# Data records
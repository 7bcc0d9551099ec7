//! Epoch-based shared/exclusive locking with deferred reclamation.
//!
//! Readers take a shared epoch before dereferencing any region offset; a
//! piece of memory retired with [`GcLock::defer`] is only reclaimed once
//! every reader that could have observed it has left its epoch. Writers
//! never wait for readers; only [`GcLock::lock_exclusive`] (used for
//! relocating resizes) and [`GcLock::defer_barrier`] drain them.
//!
//! Shared acquisition is two atomic operations on the fast path. Thread
//! re-entrancy is tracked in a thread-local table so nested pins of the same
//! lock don't touch the shared counters.

use std::cell::RefCell;
use std::collections::HashMap;
use std::sync::atomic::{AtomicBool, AtomicU64, AtomicUsize, Ordering};
use std::sync::{Condvar, Mutex};

type Deferred = Box<dyn FnOnce() + Send>;

static NEXT_LOCK_ID: AtomicUsize = AtomicUsize::new(1);

thread_local! {
    static HELD: RefCell<HashMap<usize, Held>> = RefCell::new(HashMap::new());
}

#[derive(Clone, Copy)]
struct Held {
    depth: u32,
    parity: usize,
}

struct Pending {
    lists: [Vec<Deferred>; 2],
}

pub struct GcLock {
    id: usize,
    /// Monotonic epoch; `epoch & 1` selects the parity new readers join.
    epoch: AtomicU64,
    /// In-flight readers per epoch parity.
    readers: [AtomicU64; 2],
    exclusive: AtomicBool,
    /// Threads blocked in `wait_while`; readers only touch the mutex on
    /// their unlock path when this is non-zero.
    waiters: AtomicUsize,
    pending: Mutex<Pending>,
    cond: Condvar,
}

impl Default for GcLock {
    fn default() -> Self {
        Self::new()
    }
}

impl GcLock {
    pub fn new() -> Self {
        GcLock {
            id: NEXT_LOCK_ID.fetch_add(1, Ordering::Relaxed),
            epoch: AtomicU64::new(0),
            readers: [AtomicU64::new(0), AtomicU64::new(0)],
            exclusive: AtomicBool::new(false),
            waiters: AtomicUsize::new(0),
            pending: Mutex::new(Pending {
                lists: [Vec::new(), Vec::new()],
            }),
            cond: Condvar::new(),
        }
    }

    /// Enter a shared epoch. Re-entrant within one thread.
    pub fn lock_shared(&self) {
        let already = HELD.with(|h| {
            let mut h = h.borrow_mut();
            if let Some(held) = h.get_mut(&self.id) {
                held.depth += 1;
                true
            } else {
                false
            }
        });
        if already {
            return;
        }

        loop {
            if self.exclusive.load(Ordering::SeqCst) {
                self.wait_until(|| !self.exclusive.load(Ordering::SeqCst));
            }
            let parity = (self.epoch.load(Ordering::SeqCst) & 1) as usize;
            self.readers[parity].fetch_add(1, Ordering::SeqCst);
            // Order the increment before everything the reader goes on to
            // load; pairs with the fence in run_expired.
            std::sync::atomic::fence(Ordering::SeqCst);
            if self.exclusive.load(Ordering::SeqCst) {
                // Raced with an exclusive acquisition; back out and retry.
                if self.readers[parity].fetch_sub(1, Ordering::SeqCst) == 1 {
                    self.notify_waiters();
                }
                continue;
            }
            HELD.with(|h| {
                h.borrow_mut().insert(self.id, Held { depth: 1, parity });
            });
            return;
        }
    }

    /// Leave the shared epoch. The last reader of a retired parity runs its
    /// deferred reclamations.
    pub fn unlock_shared(&self) {
        let release = HELD.with(|h| {
            let mut h = h.borrow_mut();
            let held = h.get_mut(&self.id).expect("unlock_shared without lock");
            held.depth -= 1;
            if held.depth == 0 {
                let parity = held.parity;
                h.remove(&self.id);
                Some(parity)
            } else {
                None
            }
        });
        let Some(parity) = release else { return };
        if self.readers[parity].fetch_sub(1, Ordering::SeqCst) == 1 {
            self.notify_waiters();
            self.run_expired();
        }
    }

    /// Wake blocked waiters. Takes the mutex so the wake can't slip between
    /// a waiter's predicate check and its sleep.
    fn notify_waiters(&self) {
        if self.waiters.load(Ordering::SeqCst) != 0 {
            let _guard = self.pending.lock().unwrap();
            self.cond.notify_all();
        }
    }

    fn wait_until<F: Fn() -> bool>(&self, done: F) {
        self.waiters.fetch_add(1, Ordering::SeqCst);
        let guard = self.pending.lock().unwrap();
        let _unused = self.cond.wait_while(guard, |_| !done()).unwrap();
        self.waiters.fetch_sub(1, Ordering::SeqCst);
    }

    /// Number of times the calling thread holds this lock shared.
    pub fn is_locked_shared(&self) -> u32 {
        HELD.with(|h| h.borrow().get(&self.id).map_or(0, |held| held.depth))
    }

    /// Drop every shared hold the calling thread has on this lock,
    /// returning how many there were. Used before escalating to an
    /// exclusive resize.
    pub fn force_unlock(&self) -> u32 {
        let release = HELD.with(|h| h.borrow_mut().remove(&self.id));
        let Some(held) = release else { return 0 };
        if self.readers[held.parity].fetch_sub(1, Ordering::SeqCst) == 1 {
            self.notify_waiters();
            self.run_expired();
        }
        held.depth
    }

    /// Run whatever is runnable and advance the epoch when legal.
    ///
    /// The epoch only advances when the retired generation has fully
    /// drained (no readers, no pending work), so a reader is never more
    /// than one generation behind the active one. That is what makes it
    /// sound for a reader of generation N to keep dereferencing structure
    /// shared with anything retired in generation N+1: that structure
    /// cannot be freed until generation N itself drains.
    fn run_expired(&self) {
        let taken = {
            let mut guard = self.pending.lock().unwrap();
            // Pairs with the fence in lock_shared: a reader whose pin we
            // fail to observe here is guaranteed to observe every root
            // published before its pin, so it can't be holding retired
            // structure.
            std::sync::atomic::fence(Ordering::SeqCst);
            let epoch = self.epoch.load(Ordering::SeqCst);
            let active = (epoch & 1) as usize;
            let retired = 1 - active;
            let mut out = Vec::new();
            if self.readers[retired].load(Ordering::SeqCst) == 0 {
                out.append(&mut guard.lists[retired]);
                // Retired side is clear: let the active generation retire
                // so its items become runnable once its readers leave.
                if !guard.lists[active].is_empty() {
                    self.epoch.store(epoch + 1, Ordering::SeqCst);
                    if self.readers[active].load(Ordering::SeqCst) == 0 {
                        out.append(&mut guard.lists[active]);
                    }
                }
            }
            out
        };
        for f in taken {
            f();
        }
    }

    /// Schedule `f` to run once all readers currently in their epoch have
    /// left. Never runs `f` synchronously while a conflicting reader is
    /// pinned; may run it on an arbitrary later unlocking thread.
    pub fn defer(&self, f: Deferred) {
        {
            let mut guard = self.pending.lock().unwrap();
            let epoch = self.epoch.load(Ordering::SeqCst);
            let active = (epoch & 1) as usize;
            guard.lists[active].push(f);
        }
        self.run_expired();
    }

    /// Wait until every deferred reclamation visible at the time of the call
    /// has run. Must not be called while holding the lock shared.
    pub fn defer_barrier(&self) {
        assert_eq!(
            self.is_locked_shared(),
            0,
            "defer_barrier would deadlock on own shared lock"
        );
        loop {
            self.run_expired();
            let retired = {
                let guard = self.pending.lock().unwrap();
                if guard.lists[0].is_empty() && guard.lists[1].is_empty() {
                    return;
                }
                drop(guard);
                1 - (self.epoch.load(Ordering::SeqCst) & 1) as usize
            };
            // Wait for the retired generation to drain, then try again.
            self.wait_until(|| self.readers[retired].load(Ordering::SeqCst) == 0);
        }
    }

    /// Take the lock exclusively: block new readers and wait for current
    /// ones to drain. Used for relocating resizes.
    pub fn lock_exclusive(&self) {
        assert_eq!(
            self.is_locked_shared(),
            0,
            "exclusive acquisition while holding shared would deadlock"
        );
        loop {
            if self
                .exclusive
                .compare_exchange(false, true, Ordering::SeqCst, Ordering::SeqCst)
                .is_ok()
            {
                break;
            }
            self.wait_until(|| !self.exclusive.load(Ordering::SeqCst));
        }
        self.wait_until(|| {
            self.readers[0].load(Ordering::SeqCst) == 0
                && self.readers[1].load(Ordering::SeqCst) == 0
        });
    }

    pub fn unlock_exclusive(&self) {
        let was = self.exclusive.swap(false, Ordering::SeqCst);
        assert!(was, "unlock_exclusive without exclusive lock");
        let _guard = self.pending.lock().unwrap();
        self.cond.notify_all();
    }

    /// Scoped shared guard.
    pub fn shared(&self) -> SharedGuard<'_> {
        self.lock_shared();
        SharedGuard { lock: self }
    }

    /// Scoped exclusive guard.
    pub fn exclusive(&self) -> ExclusiveGuard<'_> {
        self.lock_exclusive();
        ExclusiveGuard { lock: self }
    }
}

pub struct SharedGuard<'a> {
    lock: &'a GcLock,
}

impl Drop for SharedGuard<'_> {
    fn drop(&mut self) {
        self.lock.unlock_shared();
    }
}

pub struct ExclusiveGuard<'a> {
    lock: &'a GcLock,
}

impl Drop for ExclusiveGuard<'_> {
    fn drop(&mut self) {
        self.lock.unlock_exclusive();
    }
}

#[cfg(test)]
mod tests {
    use super::*;
    use std::sync::atomic::AtomicBool;
    use std::sync::Arc;

    #[test]
    fn reentrant_shared() {
        let lock = GcLock::new();
        lock.lock_shared();
        lock.lock_shared();
        assert_eq!(lock.is_locked_shared(), 2);
        lock.unlock_shared();
        assert_eq!(lock.is_locked_shared(), 1);
        lock.unlock_shared();
        assert_eq!(lock.is_locked_shared(), 0);
    }

    #[test]
    fn defer_waits_for_reader() {
        let lock = Arc::new(GcLock::new());
        let ran = Arc::new(AtomicBool::new(false));

        lock.lock_shared();
        {
            let ran = ran.clone();
            lock.defer(Box::new(move || ran.store(true, Ordering::SeqCst)));
        }
        assert!(!ran.load(Ordering::SeqCst), "deferred ran under a pinned reader");
        lock.unlock_shared();

        let l2 = lock.clone();
        std::thread::spawn(move || l2.defer_barrier()).join().unwrap();
        assert!(ran.load(Ordering::SeqCst));
    }

    #[test]
    fn exclusive_drains_readers() {
        let lock = Arc::new(GcLock::new());
        lock.lock_shared();
        let l2 = lock.clone();
        let flag = Arc::new(AtomicBool::new(false));
        let f2 = flag.clone();
        let h = std::thread::spawn(move || {
            l2.lock_exclusive();
            f2.store(true, Ordering::SeqCst);
            l2.unlock_exclusive();
        });
        std::thread::sleep(std::time::Duration::from_millis(50));
        assert!(!flag.load(Ordering::SeqCst), "exclusive acquired with a reader pinned");
        lock.unlock_shared();
        h.join().unwrap();
        assert!(flag.load(Ordering::SeqCst));
    }

    #[test]
    fn force_unlock_reports_depth() {
        let lock = GcLock::new();
        lock.lock_shared();
        lock.lock_shared();
        assert_eq!(lock.force_unlock(), 2);
        assert_eq!(lock.is_locked_shared(), 0);
        assert_eq!(lock.force_unlock(), 0);
    }
}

# Exercise prompt
Scan the material above. Return every line containing the string "would".

# Written response
            "defer_barrier would deadlock on own shared lock"
            "exclusive acquisition while holding shared would deadlock"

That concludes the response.